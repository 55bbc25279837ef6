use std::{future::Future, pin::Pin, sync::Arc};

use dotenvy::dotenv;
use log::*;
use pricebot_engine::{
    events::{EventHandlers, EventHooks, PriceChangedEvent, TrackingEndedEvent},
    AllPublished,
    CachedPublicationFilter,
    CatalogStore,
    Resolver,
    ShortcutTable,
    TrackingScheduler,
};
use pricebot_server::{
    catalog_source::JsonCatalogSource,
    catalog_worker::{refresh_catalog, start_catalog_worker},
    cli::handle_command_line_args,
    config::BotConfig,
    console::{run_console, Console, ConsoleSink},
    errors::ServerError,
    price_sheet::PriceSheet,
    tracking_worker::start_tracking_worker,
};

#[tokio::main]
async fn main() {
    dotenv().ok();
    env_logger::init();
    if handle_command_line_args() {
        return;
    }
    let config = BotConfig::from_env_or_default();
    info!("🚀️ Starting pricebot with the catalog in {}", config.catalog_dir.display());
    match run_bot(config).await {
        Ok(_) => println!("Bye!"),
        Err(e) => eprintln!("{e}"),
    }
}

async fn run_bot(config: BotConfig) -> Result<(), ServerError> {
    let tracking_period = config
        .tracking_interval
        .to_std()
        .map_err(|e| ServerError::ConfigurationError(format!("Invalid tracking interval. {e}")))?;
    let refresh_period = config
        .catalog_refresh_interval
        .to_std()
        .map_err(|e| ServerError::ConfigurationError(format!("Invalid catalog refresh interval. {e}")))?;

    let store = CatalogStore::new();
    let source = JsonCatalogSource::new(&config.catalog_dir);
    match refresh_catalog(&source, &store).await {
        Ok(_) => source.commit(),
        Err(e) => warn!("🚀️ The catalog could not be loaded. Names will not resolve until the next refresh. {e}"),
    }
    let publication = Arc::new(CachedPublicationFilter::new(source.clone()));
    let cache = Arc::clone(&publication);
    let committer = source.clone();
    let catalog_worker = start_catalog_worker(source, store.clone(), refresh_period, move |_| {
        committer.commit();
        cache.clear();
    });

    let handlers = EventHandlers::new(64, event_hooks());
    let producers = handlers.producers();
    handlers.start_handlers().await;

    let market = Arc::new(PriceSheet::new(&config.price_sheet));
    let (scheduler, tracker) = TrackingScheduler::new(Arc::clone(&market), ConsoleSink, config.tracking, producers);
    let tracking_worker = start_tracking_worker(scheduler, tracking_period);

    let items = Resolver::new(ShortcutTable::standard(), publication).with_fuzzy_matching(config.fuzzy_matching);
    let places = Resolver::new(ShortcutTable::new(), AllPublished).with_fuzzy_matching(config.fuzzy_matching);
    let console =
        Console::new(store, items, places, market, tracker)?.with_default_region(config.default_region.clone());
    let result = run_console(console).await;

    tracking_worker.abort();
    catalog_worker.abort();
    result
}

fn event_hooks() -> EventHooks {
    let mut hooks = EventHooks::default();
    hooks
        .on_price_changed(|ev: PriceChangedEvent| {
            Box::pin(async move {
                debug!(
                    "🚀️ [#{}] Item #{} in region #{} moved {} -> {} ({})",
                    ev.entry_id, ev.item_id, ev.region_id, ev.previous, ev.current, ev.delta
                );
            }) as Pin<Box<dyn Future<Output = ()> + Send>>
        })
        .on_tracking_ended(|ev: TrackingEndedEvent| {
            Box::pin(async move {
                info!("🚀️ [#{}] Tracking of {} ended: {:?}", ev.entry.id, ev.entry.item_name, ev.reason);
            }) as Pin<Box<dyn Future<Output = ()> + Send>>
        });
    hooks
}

####

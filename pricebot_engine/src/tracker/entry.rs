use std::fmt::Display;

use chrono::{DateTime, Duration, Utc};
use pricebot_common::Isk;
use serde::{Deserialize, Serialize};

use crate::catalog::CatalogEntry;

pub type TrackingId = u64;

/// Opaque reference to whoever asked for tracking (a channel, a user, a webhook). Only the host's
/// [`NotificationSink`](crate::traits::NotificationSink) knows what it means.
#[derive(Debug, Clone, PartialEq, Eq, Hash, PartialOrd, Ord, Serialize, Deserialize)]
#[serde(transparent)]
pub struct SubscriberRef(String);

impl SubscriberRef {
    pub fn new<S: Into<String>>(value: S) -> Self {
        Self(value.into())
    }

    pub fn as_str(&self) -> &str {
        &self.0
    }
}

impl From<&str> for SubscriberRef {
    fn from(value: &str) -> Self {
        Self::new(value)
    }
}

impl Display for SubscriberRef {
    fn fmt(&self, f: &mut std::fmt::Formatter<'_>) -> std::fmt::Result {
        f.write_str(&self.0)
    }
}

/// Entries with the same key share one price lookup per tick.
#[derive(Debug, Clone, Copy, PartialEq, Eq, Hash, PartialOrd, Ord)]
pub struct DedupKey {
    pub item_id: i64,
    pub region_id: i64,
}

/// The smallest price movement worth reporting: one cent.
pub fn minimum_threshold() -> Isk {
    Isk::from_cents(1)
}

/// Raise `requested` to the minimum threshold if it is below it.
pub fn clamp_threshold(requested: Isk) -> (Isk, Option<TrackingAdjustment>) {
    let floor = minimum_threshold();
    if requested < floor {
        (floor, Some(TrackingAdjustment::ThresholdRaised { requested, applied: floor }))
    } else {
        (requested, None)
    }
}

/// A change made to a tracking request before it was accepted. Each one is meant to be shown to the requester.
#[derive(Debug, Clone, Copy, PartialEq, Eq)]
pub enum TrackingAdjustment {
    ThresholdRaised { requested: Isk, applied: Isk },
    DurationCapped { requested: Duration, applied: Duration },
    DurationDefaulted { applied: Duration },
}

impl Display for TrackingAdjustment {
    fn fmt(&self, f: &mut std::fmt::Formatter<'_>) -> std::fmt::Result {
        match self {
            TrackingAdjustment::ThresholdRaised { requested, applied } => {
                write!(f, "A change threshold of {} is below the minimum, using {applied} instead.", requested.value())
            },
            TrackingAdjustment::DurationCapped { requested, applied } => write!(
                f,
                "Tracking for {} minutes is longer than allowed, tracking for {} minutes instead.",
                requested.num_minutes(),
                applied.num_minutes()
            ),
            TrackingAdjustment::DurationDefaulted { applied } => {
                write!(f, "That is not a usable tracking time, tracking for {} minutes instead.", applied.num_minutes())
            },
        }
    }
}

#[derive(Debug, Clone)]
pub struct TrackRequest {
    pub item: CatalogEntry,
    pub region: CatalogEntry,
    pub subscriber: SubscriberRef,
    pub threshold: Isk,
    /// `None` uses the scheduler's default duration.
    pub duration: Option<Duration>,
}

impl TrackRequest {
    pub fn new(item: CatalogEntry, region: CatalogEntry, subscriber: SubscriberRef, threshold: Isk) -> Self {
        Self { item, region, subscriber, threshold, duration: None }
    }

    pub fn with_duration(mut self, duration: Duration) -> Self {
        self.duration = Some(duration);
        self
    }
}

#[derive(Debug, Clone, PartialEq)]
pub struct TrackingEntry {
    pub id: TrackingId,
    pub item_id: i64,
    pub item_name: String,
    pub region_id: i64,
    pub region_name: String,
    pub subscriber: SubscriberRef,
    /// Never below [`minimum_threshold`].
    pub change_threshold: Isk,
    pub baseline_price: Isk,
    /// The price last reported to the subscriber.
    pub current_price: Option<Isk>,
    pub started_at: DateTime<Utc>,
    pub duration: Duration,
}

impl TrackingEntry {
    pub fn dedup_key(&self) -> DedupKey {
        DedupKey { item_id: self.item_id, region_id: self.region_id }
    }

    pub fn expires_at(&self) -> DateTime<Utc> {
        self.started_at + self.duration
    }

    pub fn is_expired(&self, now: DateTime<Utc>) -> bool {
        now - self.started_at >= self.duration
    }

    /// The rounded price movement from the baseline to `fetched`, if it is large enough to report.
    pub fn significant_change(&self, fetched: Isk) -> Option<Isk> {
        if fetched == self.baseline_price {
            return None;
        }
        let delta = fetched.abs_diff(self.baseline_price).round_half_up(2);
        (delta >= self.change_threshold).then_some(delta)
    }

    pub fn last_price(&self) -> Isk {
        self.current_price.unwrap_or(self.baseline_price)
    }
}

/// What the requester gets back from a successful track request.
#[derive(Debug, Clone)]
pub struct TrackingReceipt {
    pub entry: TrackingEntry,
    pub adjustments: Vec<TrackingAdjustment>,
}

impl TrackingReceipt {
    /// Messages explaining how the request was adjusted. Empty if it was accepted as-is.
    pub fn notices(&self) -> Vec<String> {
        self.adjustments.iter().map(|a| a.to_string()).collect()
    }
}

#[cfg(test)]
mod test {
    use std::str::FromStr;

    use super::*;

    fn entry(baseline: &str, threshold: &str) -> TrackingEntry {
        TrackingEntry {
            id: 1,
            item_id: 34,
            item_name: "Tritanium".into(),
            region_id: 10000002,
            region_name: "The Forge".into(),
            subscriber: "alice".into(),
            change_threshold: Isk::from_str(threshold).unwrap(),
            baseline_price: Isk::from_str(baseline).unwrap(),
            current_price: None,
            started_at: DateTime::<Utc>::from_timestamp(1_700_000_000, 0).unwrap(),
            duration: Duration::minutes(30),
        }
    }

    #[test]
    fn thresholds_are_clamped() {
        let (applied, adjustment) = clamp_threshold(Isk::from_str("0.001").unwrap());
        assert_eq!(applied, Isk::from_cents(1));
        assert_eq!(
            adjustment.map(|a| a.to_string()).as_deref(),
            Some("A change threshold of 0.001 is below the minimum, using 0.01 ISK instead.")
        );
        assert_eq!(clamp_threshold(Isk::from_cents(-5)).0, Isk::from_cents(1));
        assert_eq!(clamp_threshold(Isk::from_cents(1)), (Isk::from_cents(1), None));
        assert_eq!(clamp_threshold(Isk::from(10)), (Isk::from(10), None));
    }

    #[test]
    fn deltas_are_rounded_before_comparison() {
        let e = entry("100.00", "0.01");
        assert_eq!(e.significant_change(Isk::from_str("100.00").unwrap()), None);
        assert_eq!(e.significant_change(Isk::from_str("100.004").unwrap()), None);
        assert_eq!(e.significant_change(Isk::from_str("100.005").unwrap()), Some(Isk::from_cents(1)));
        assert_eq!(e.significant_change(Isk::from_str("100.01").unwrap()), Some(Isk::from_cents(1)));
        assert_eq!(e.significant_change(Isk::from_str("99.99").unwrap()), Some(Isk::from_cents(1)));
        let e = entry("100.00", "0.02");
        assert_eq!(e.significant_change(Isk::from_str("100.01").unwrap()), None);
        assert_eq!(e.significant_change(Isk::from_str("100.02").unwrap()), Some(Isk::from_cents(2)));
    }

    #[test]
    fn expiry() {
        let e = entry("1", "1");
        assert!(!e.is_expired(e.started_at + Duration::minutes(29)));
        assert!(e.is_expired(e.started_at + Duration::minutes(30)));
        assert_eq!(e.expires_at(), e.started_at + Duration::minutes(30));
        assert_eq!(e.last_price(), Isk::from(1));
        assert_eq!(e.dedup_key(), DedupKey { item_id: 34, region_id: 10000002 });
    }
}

####

:: Exercise aim ::
Reproducing the whole listing above is not the task. Copy exactly only the lines from the one with "repository 55bbc25279837ef6" to the one with "store.clone(), refresh_period, move", both kept.

:: Answer section ::
repository 55bbc25279837ef6
use std::{future::Future, pin::Pin, sync::Arc};

use dotenvy::dotenv;
use log::*;
use pricebot_engine::{
    events::{EventHandlers, EventHooks, PriceChangedEvent, TrackingEndedEvent},
    AllPublished,
    CachedPublicationFilter,
    CatalogStore,
    Resolver,
    ShortcutTable,
    TrackingScheduler,
};
use pricebot_server::{
    catalog_source::JsonCatalogSource,
    catalog_worker::{refresh_catalog, start_catalog_worker},
    cli::handle_command_line_args,
    config::BotConfig,
    console::{run_console, Console, ConsoleSink},
    errors::ServerError,
    price_sheet::PriceSheet,
    tracking_worker::start_tracking_worker,
};

#[tokio::main]
async fn main() {
    dotenv().ok();
    env_logger::init();
    if handle_command_line_args() {
        return;
    }
    let config = BotConfig::from_env_or_default();
    info!("🚀️ Starting pricebot with the catalog in {}", config.catalog_dir.display());
    match run_bot(config).await {
        Ok(_) => println!("Bye!"),
        Err(e) => eprintln!("{e}"),
    }
}

async fn run_bot(config: BotConfig) -> Result<(), ServerError> {
    let tracking_period = config
        .tracking_interval
        .to_std()
        .map_err(|e| ServerError::ConfigurationError(format!("Invalid tracking interval. {e}")))?;
    let refresh_period = config
        .catalog_refresh_interval
        .to_std()
        .map_err(|e| ServerError::ConfigurationError(format!("Invalid catalog refresh interval. {e}")))?;

    let store = CatalogStore::new();
    let source = JsonCatalogSource::new(&config.catalog_dir);
    match refresh_catalog(&source, &store).await {
        Ok(_) => source.commit(),
        Err(e) => warn!("🚀️ The catalog could not be loaded. Names will not resolve until the next refresh. {e}"),
    }
    let publication = Arc::new(CachedPublicationFilter::new(source.clone()));
    let cache = Arc::clone(&publication);
    let committer = source.clone();
    let catalog_worker = start_catalog_worker(source, store.clone(), refresh_period, move |_| {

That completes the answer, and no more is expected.